[Recorded data]
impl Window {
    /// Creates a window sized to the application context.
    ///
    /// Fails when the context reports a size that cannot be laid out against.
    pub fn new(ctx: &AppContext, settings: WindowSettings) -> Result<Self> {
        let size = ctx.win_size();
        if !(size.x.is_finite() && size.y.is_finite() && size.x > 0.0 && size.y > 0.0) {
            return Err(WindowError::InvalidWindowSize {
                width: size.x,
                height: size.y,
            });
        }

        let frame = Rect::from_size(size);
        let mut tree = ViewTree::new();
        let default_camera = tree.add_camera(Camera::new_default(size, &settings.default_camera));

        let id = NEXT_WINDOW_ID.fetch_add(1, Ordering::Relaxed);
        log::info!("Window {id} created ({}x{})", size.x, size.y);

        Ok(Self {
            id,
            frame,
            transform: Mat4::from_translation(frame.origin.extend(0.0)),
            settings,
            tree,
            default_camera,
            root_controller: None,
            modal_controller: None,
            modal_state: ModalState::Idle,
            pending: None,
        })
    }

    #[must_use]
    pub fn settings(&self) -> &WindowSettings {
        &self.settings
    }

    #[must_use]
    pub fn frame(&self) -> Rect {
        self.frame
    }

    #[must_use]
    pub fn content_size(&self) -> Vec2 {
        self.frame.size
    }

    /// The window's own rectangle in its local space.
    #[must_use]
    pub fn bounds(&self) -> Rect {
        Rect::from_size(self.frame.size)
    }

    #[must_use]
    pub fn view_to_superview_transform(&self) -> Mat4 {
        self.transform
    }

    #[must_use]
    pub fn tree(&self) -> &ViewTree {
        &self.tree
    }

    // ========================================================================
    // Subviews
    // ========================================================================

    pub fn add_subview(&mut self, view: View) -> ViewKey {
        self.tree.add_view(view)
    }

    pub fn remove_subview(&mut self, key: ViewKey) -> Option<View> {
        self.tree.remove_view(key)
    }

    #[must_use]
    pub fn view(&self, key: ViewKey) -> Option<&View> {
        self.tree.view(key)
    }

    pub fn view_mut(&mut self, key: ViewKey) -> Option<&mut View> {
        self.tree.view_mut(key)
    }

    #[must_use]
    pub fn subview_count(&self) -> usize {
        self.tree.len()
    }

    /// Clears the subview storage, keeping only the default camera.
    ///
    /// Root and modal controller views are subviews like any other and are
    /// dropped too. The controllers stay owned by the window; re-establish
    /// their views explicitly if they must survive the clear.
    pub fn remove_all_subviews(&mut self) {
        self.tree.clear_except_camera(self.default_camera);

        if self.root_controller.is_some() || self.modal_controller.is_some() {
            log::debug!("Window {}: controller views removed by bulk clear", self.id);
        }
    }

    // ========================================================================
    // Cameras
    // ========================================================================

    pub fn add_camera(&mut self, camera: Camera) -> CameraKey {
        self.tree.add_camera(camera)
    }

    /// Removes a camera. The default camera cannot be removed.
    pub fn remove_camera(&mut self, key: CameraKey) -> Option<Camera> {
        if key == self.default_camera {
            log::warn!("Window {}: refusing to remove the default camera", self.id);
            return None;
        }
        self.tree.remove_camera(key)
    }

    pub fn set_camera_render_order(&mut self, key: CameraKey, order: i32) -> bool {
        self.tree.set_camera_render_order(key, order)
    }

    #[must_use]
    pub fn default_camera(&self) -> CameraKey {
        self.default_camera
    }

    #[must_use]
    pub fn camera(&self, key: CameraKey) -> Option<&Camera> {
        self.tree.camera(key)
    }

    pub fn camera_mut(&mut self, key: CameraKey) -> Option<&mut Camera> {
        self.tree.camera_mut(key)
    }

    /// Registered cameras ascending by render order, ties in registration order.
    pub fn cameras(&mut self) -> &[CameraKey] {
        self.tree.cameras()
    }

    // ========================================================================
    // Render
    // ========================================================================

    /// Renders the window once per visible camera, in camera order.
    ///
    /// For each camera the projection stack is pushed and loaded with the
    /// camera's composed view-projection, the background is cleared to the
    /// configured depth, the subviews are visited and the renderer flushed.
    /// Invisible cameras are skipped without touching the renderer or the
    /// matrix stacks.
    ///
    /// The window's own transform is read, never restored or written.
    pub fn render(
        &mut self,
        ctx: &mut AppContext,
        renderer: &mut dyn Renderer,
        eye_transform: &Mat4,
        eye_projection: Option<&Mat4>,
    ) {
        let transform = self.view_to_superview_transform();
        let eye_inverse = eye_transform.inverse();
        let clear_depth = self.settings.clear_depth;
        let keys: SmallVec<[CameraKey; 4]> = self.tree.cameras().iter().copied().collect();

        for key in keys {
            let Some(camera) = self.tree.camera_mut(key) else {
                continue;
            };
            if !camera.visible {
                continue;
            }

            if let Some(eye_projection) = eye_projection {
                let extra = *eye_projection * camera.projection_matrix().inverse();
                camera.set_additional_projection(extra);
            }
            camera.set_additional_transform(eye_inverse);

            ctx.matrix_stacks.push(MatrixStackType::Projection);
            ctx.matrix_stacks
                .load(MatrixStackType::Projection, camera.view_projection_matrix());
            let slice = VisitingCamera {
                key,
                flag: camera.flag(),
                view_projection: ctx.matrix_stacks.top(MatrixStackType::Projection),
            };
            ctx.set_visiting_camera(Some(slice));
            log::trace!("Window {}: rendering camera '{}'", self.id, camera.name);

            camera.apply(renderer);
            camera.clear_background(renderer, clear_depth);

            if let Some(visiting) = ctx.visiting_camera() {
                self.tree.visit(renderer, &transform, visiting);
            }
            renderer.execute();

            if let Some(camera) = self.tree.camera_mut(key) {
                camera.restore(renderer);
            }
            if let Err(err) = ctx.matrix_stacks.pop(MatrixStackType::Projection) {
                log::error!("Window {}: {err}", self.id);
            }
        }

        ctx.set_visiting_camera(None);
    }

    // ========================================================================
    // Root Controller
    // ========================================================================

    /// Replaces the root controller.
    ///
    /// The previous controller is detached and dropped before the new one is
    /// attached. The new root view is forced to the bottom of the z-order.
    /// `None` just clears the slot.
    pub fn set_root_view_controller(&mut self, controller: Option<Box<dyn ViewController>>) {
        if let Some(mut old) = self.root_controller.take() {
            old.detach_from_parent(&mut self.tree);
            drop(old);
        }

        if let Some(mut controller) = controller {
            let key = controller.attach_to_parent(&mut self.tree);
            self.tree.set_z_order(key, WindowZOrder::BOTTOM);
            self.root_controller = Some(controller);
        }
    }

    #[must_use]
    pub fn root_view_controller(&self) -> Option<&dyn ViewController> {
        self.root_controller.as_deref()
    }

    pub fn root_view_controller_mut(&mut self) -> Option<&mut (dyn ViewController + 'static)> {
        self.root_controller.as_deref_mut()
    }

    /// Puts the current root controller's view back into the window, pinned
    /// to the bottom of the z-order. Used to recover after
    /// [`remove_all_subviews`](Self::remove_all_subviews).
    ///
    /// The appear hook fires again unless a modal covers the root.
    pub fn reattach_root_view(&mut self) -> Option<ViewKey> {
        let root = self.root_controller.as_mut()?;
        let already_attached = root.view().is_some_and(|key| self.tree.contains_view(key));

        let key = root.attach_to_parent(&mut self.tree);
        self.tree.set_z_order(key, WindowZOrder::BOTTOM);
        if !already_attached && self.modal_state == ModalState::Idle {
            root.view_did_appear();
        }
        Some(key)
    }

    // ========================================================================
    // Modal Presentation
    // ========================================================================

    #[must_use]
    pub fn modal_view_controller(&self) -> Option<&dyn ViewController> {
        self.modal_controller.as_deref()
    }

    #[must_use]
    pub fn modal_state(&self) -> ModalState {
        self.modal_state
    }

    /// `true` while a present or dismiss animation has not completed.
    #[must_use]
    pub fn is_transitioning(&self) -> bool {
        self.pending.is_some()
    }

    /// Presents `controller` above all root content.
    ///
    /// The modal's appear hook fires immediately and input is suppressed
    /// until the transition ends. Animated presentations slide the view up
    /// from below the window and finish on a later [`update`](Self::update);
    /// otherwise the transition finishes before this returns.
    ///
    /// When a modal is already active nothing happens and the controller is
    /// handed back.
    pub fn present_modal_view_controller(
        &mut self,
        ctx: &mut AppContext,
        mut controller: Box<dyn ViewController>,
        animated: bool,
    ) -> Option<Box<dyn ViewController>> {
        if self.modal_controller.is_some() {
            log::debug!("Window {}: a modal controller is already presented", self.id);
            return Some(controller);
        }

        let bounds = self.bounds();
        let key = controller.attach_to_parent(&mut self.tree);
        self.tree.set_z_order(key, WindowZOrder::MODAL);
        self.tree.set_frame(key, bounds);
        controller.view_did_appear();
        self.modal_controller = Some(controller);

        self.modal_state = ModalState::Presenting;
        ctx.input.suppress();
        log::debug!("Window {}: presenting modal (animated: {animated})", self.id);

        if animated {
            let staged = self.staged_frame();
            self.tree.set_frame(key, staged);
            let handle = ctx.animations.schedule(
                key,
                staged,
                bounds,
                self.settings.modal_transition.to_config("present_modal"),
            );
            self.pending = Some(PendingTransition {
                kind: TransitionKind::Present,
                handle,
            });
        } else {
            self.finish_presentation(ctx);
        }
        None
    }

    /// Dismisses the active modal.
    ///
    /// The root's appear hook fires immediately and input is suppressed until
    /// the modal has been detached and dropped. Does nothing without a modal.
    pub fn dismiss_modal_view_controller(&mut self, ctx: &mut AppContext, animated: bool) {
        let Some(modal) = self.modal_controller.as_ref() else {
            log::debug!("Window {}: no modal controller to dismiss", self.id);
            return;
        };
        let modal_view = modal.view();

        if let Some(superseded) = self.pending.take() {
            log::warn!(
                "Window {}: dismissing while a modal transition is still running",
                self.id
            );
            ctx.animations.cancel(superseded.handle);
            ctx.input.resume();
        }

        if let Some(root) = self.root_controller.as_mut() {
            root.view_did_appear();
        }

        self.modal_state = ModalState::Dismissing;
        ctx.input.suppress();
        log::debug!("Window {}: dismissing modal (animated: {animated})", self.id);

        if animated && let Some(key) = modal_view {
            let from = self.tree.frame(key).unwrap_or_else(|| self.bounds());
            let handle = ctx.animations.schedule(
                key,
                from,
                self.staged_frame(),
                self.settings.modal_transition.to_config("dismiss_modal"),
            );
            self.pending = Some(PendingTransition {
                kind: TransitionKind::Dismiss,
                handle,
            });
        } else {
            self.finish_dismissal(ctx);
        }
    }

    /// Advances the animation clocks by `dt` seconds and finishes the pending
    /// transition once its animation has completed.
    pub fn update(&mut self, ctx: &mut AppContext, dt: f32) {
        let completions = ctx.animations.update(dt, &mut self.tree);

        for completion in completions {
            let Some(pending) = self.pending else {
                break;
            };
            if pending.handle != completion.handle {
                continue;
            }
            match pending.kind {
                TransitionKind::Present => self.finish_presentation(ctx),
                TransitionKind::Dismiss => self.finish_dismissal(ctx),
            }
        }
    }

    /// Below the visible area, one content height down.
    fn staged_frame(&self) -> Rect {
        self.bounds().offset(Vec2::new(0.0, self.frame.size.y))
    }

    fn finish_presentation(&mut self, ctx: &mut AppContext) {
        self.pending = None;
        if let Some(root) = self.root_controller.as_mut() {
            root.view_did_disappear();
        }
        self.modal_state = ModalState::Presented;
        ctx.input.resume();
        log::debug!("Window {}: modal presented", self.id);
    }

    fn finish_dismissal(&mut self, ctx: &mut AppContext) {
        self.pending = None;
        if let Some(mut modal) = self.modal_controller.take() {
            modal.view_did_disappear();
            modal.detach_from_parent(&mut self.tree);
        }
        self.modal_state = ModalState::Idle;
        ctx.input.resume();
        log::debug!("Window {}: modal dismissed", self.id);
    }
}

## Task objective
Scan the records above, then copy out each line that mentions "AppContext".

## Result for this task
    pub fn new(ctx: &AppContext, settings: WindowSettings) -> Result<Self> {
        ctx: &mut AppContext,
        ctx: &mut AppContext,
    pub fn dismiss_modal_view_controller(&mut self, ctx: &mut AppContext, animated: bool) {
    pub fn update(&mut self, ctx: &mut AppContext, dt: f32) {
    fn finish_presentation(&mut self, ctx: &mut AppContext) {
    fn finish_dismissal(&mut self, ctx: &mut AppContext) {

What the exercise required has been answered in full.